Wenger himself has always insisted that he would have no problems spending if the right players to strengthen the squad were available, “I would spend £300 million if I find the right player – and if I have £300 million”, though he has also described the current spending levels as “quite scary”.
“Le Professeur” has further explained that English clubs suffer from having to pay a premium, as everyone knows that they are awash with money from the new TV deal, though this does make it even more perplexing that Arsenal did not spend their riches before when prices were much lower.

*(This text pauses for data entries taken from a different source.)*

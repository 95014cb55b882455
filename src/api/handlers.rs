use std::sync::Arc;

use axum::{
    extract::{rejection::JsonRejection, Path, Query, State},
    http::{header, StatusCode},
    response::{IntoResponse, Response},
    Json,
};
use chrono::{DateTime, Utc};
use serde::{Deserialize, Serialize};
use serde_json::json;
use tokio_util::sync::CancellationToken;

use crate::errors::AppError;
use crate::models::Launch;
use crate::AppState;

// ── Request / Response DTOs ──────────────────────────────────

#[derive(Debug, Deserialize)]
pub struct NextLaunchParams {
    pub after: Option<String>,
}

#[derive(Debug, Deserialize)]
#[serde(rename_all = "camelCase")]
pub struct GenerateReportRequest {
    #[serde(default)]
    pub launch_id: i64,
    #[serde(default)]
    pub name: String,
    #[serde(default = "default_true")]
    pub with_page_numbers: bool,
}

fn default_true() -> bool {
    true
}

#[derive(Debug, Serialize)]
pub struct GenerateReportResponse {
    pub report_id: i64,
    pub download_link: String,
}

#[derive(Debug, Serialize)]
pub struct DownloadLinkResponse {
    pub download_link: String,
}

// ── Helpers ──────────────────────────────────────────────────

/// Cancellation token tied to the lifetime of the inbound request: when the
/// handler future is dropped (client went away), the guard fires.
fn request_scope() -> (CancellationToken, tokio_util::sync::DropGuard) {
    let cancel = CancellationToken::new();
    let guard = cancel.clone().drop_guard();
    (cancel, guard)
}

/// Parses the `after` query value as RFC 3339.
///
/// Form decoding turns an unescaped `+` offset into a space, so spaces are
/// read back as `+` first.
pub fn parse_after(raw: &str) -> Result<DateTime<Utc>, AppError> {
    let corrected = raw.trim().replace(' ', "+");
    DateTime::parse_from_rfc3339(&corrected)
        .map(|d| d.with_timezone(&Utc))
        .map_err(|e| {
            tracing::warn!(value = %corrected, "invalid 'after' timestamp: {}", e);
            AppError::BadRequest(
                "invalid date format, use RFC3339 (e.g. 2025-01-30T22:00:38.625+03:00)".into(),
            )
        })
}

/// Resolves the launch id from the path and body. A zero body id defers to the path.
fn resolve_launch_id(path_id: &str, body_id: i64) -> Result<i64, AppError> {
    let path_id: i64 = path_id
        .trim()
        .parse()
        .map_err(|_| AppError::BadRequest(format!("invalid launch id in path: '{}'", path_id)))?;

    let launch_id = match body_id {
        0 => path_id,
        id if path_id == 0 || id == path_id => id,
        id => {
            return Err(AppError::BadRequest(format!(
                "launch id mismatch: path {} vs body {}",
                path_id, id
            )))
        }
    };

    if launch_id == 0 {
        return Err(AppError::BadRequest("launch id is required".into()));
    }
    Ok(launch_id)
}

// ── Handlers ─────────────────────────────────────────────────

/// GET /: service banner
pub async fn root() -> Json<serde_json::Value> {
    Json(json!({ "message": "allure-service is running" }))
}

/// GET /readyz: succeeds once the upstream accepts our API token
pub async fn readiness(State(state): State<Arc<AppState>>) -> Response {
    let (cancel, _guard) = request_scope();
    match state.reports.check_ready(&cancel).await {
        Ok(()) => (StatusCode::OK, "ok").into_response(),
        Err(e) => {
            tracing::warn!("readiness check failed: {}", e);
            (StatusCode::SERVICE_UNAVAILABLE, "upstream unavailable").into_response()
        }
    }
}

/// GET /next-launch?after=<RFC3339>
pub async fn next_launch(
    State(state): State<Arc<AppState>>,
    Query(params): Query<NextLaunchParams>,
) -> Result<Json<Launch>, AppError> {
    let raw = params
        .after
        .filter(|v| !v.trim().is_empty())
        .ok_or_else(|| {
            tracing::warn!("query parameter 'after' is missing");
            AppError::BadRequest("query parameter 'after' is required (RFC3339)".into())
        })?;
    let after = parse_after(&raw)?;

    let (cancel, _guard) = request_scope();
    let launch = state.reports.next_launch(after, &cancel).await?;
    Ok(Json(launch))
}

/// POST /export/pdf/:id: start PDF generation for a launch
pub async fn generate_report(
    State(state): State<Arc<AppState>>,
    Path(id): Path<String>,
    payload: Result<Json<GenerateReportRequest>, JsonRejection>,
) -> Result<Json<GenerateReportResponse>, AppError> {
    let Json(body) = payload.map_err(|e| {
        tracing::warn!("invalid report request body: {}", e);
        AppError::BadRequest("invalid JSON body".into())
    })?;

    let launch_id = resolve_launch_id(&id, body.launch_id)?;
    if body.name.trim().is_empty() {
        return Err(AppError::BadRequest("launch name is required".into()));
    }
    tracing::debug!(
        launch_id,
        with_page_numbers = body.with_page_numbers,
        "report requested"
    );

    let (cancel, _guard) = request_scope();
    let report = state
        .reports
        .generate_report(launch_id, &body.name, &cancel)
        .await?;

    Ok(Json(GenerateReportResponse {
        report_id: report.id,
        download_link: state.reports.download_link(&report.id.to_string()),
    }))
}

/// GET /export/download/:id: upstream link for a generated report
pub async fn download_link(
    State(state): State<Arc<AppState>>,
    Path(id): Path<String>,
) -> Result<Json<DownloadLinkResponse>, AppError> {
    let id = id.trim();
    if id.is_empty() {
        return Err(AppError::BadRequest("report id is required".into()));
    }
    Ok(Json(DownloadLinkResponse {
        download_link: state.reports.download_link(id),
    }))
}

/// GET /export/pdf/download/:id: stream the PDF through to the caller
pub async fn download_report(
    State(state): State<Arc<AppState>>,
    Path(id): Path<String>,
) -> Result<Response, AppError> {
    let id = id.trim();
    if id.is_empty() {
        return Err(AppError::BadRequest("report id is required".into()));
    }

    let (cancel, _guard) = request_scope();
    let report = state.reports.download_report(id, &cancel).await?;

    Ok((
        StatusCode::OK,
        [
            (header::CONTENT_TYPE, "application/pdf".to_string()),
            (
                header::CONTENT_DISPOSITION,
                format!("attachment; filename={}", report.file_name),
            ),
        ],
        report.content,
    )
        .into_response())
}
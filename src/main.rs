use std::net::SocketAddr;
use std::sync::Arc;

use anyhow::Context;
use clap::Parser;
use tokio_util::sync::CancellationToken;
use tracing_subscriber::{layer::SubscriberExt, util::SubscriberInitExt};

use allure_service::api;
use allure_service::config::{self, Config, LogSettings};
use allure_service::service::ReportService;
use allure_service::upstream::AllureClient;
use allure_service::AppState;

mod cli;

#[tokio::main]
async fn main() -> anyhow::Result<()> {
    let dotenv_loaded = config::load_dotenv();
    let log_settings = LogSettings::from_lookup(|key| std::env::var(key).ok());
    let otel_enabled = init_tracing(&log_settings)?;
    if !dotenv_loaded {
        tracing::debug!("no .env file found, using process environment");
    }

    let args = cli::Cli::parse();
    let cfg = config::load().context("failed to load configuration")?;
    tracing::debug!(config = ?cfg, "configuration loaded");

    let client = AllureClient::new(&cfg).context("failed to build Allure HTTP client")?;
    let reports = ReportService::new(Arc::new(client), &cfg);

    let result = match args.command {
        Some(cli::Commands::Serve { port }) => {
            let port = port.unwrap_or(cfg.port);
            run_server(cfg, reports, port).await
        }
        Some(cli::Commands::NextLaunch { after }) => handle_next_launch(&reports, &after).await,
        Some(cli::Commands::Report { command }) => handle_report_command(&reports, command).await,
        None => {
            let port = cfg.port;
            run_server(cfg, reports, port).await
        }
    };

    if otel_enabled {
        opentelemetry::global::shutdown_tracer_provider();
    }

    if let Err(ref e) = result {
        eprintln!("Error: {:?}", e);
    }
    result
}

/// Installs the global subscriber. Returns whether OTLP export is active.
fn init_tracing(settings: &LogSettings) -> anyhow::Result<bool> {
    use opentelemetry::KeyValue;
    use opentelemetry_otlp::WithExportConfig;
    use opentelemetry_sdk::{trace as sdktrace, Resource};

    let telemetry_layer = if let Some(endpoint) = &settings.otlp_endpoint {
        let tracer = opentelemetry_otlp::new_pipeline()
            .tracing()
            .with_exporter(
                opentelemetry_otlp::new_exporter()
                    .tonic()
                    .with_endpoint(endpoint.clone()),
            )
            .with_trace_config(sdktrace::config().with_resource(Resource::new(vec![
                KeyValue::new("service.name", "allure-service"),
            ])))
            .install_batch(opentelemetry_sdk::runtime::Tokio)
            .context("failed to install OpenTelemetry tracer")?;
        Some(tracing_opentelemetry::layer().with_tracer(tracer))
    } else {
        None
    };
    let otel_enabled = telemetry_layer.is_some();

    let registry = tracing_subscriber::registry()
        .with(tracing_subscriber::EnvFilter::new(&settings.filter))
        .with(telemetry_layer);

    if settings.json {
        registry.with(tracing_subscriber::fmt::layer().json()).init();
    } else {
        registry.with(tracing_subscriber::fmt::layer()).init();
    }

    Ok(otel_enabled)
}

async fn run_server(cfg: Config, reports: ReportService, port: u16) -> anyhow::Result<()> {
    tracing::info!(
        base_url = %cfg.base_url,
        project_id = %cfg.project_id,
        "starting allure-service"
    );

    let state = Arc::new(AppState {
        config: cfg,
        reports,
    });
    let app = api::app(state);

    let addr = SocketAddr::from(([0, 0, 0, 0], port));
    let listener = tokio::net::TcpListener::bind(addr)
        .await
        .with_context(|| format!("failed to bind {}", addr))?;
    tracing::info!("allure-service listening on {}", addr);

    axum::serve(listener, app)
        .with_graceful_shutdown(shutdown_signal())
        .await?;

    tracing::info!("allure-service stopped");
    Ok(())
}

async fn shutdown_signal() {
    let ctrl_c = async {
        if let Err(e) = tokio::signal::ctrl_c().await {
            tracing::error!("failed to listen for Ctrl-C: {}", e);
            std::future::pending::<()>().await;
        }
    };

    #[cfg(unix)]
    let terminate = async {
        match tokio::signal::unix::signal(tokio::signal::unix::SignalKind::terminate()) {
            Ok(mut sig) => {
                sig.recv().await;
            }
            Err(e) => {
                tracing::error!("failed to listen for SIGTERM: {}", e);
                std::future::pending::<()>().await;
            }
        }
    };

    #[cfg(not(unix))]
    let terminate = std::future::pending::<()>();

    tokio::select! {
        _ = ctrl_c => {},
        _ = terminate => {},
    }
    tracing::info!("shutdown signal received");
}

async fn handle_next_launch(reports: &ReportService, after: &str) -> anyhow::Result<()> {
    let after = api::handlers::parse_after(after).map_err(|e| anyhow::anyhow!("{}", e))?;
    let launch = reports
        .next_launch(after, &CancellationToken::new())
        .await
        .context("failed to find next launch")?;
    println!("{}", serde_json::to_string_pretty(&launch)?);
    Ok(())
}

async fn handle_report_command(
    reports: &ReportService,
    cmd: cli::ReportCommands,
) -> anyhow::Result<()> {
    match cmd {
        cli::ReportCommands::Generate { launch_id, name } => {
            if launch_id == 0 || name.trim().is_empty() {
                anyhow::bail!("both --launch-id (non-zero) and --name (non-empty) are required");
            }
            let report = reports
                .generate_report(launch_id, &name, &CancellationToken::new())
                .await
                .context("failed to generate report")?;
            println!(
                "Report requested:\n  ID:       {}\n  Status:   {}\n  Download: {}",
                report.id,
                report.status,
                reports.download_link(&report.id.to_string())
            );
        }
        cli::ReportCommands::Link { id } => {
            println!("{}", reports.download_link(&id));
        }
        cli::ReportCommands::Download { id, output } => {
            let report = reports
                .download_report(&id, &CancellationToken::new())
                .await
                .context("failed to download report")?;
            let path = output.unwrap_or_else(|| report.file_name.clone().into());
            tokio::fs::write(&path, &report.content)
                .await
                .with_context(|| format!("failed to write {}", path.display()))?;
            println!(
                "Saved {} ({} bytes)",
                path.display(),
                report.content.len()
            );
        }
    }
    Ok(())
}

A couple of years ago £50 million would have bought two world-class players, while it is now barely enough for one. When Wenger was asked about the rise in transfer fees, he said, “We knew that would happen, it was not difficult to anticipate.” Well, precisely, so why keep the powder dry?
In the latest accounts for the year ended 31 May 2016, Arsenal’s cash balance has very slightly fallen by £2 million to £226 million, but the upward trend remains intact despite the higher spending. In the decade since Arsenal moved to the Emirates Stadium, cash has risen by more than 500% from £36 million to nearly a quarter of a billion.
In 2015/16 Arsenal’s cash balance has been overtaken by the cash machine that is Manchester United with £229 million, but the Gunners are far higher than the rest of the Premier League with the closest challengers in 2014/15 being Manchester City £75 million, Newcastle United £48 million and Crystal Palace £29 million.
To further place this into perspective, Arsenal’s cash balance is more than Real Madrid, Barcelona and Bayern Munich combined.

This is nothing new. Since 2007 Arsenal have produced a very healthy £722 million operating cash flow, though a draining £251 million has had to be used for stadium financing (£159 million on loan interest and £92 million on debt repayments) with a further £117 million on infrastructure (“hugely important investments which, whilst not grabbing headlines, will help underpin our long-term future” per Keswick) and £22 million on tax.
Only 20% (£141 million) of the available cash flow has been spent in the transfer market, though virtually all of that (£137 million) has been in the last four seasons. The other notable “use” of cash in that period is to increase the cash balance, which has risen by a cool £191 million.
Major shareholder Alisher Usmanov has noted that Wenger had been put in a very difficult position, as the shareholders did not put any money in to finance the new stadium, which meant that the quarter of a billion incurred to date on stadium financing was not available to improve the squad. That’s obviously correct, but it is equally true that Arsenal have left a lot of available money in the bank to attract one of the lowest interest rates in history, while transfer inflation has been running amok.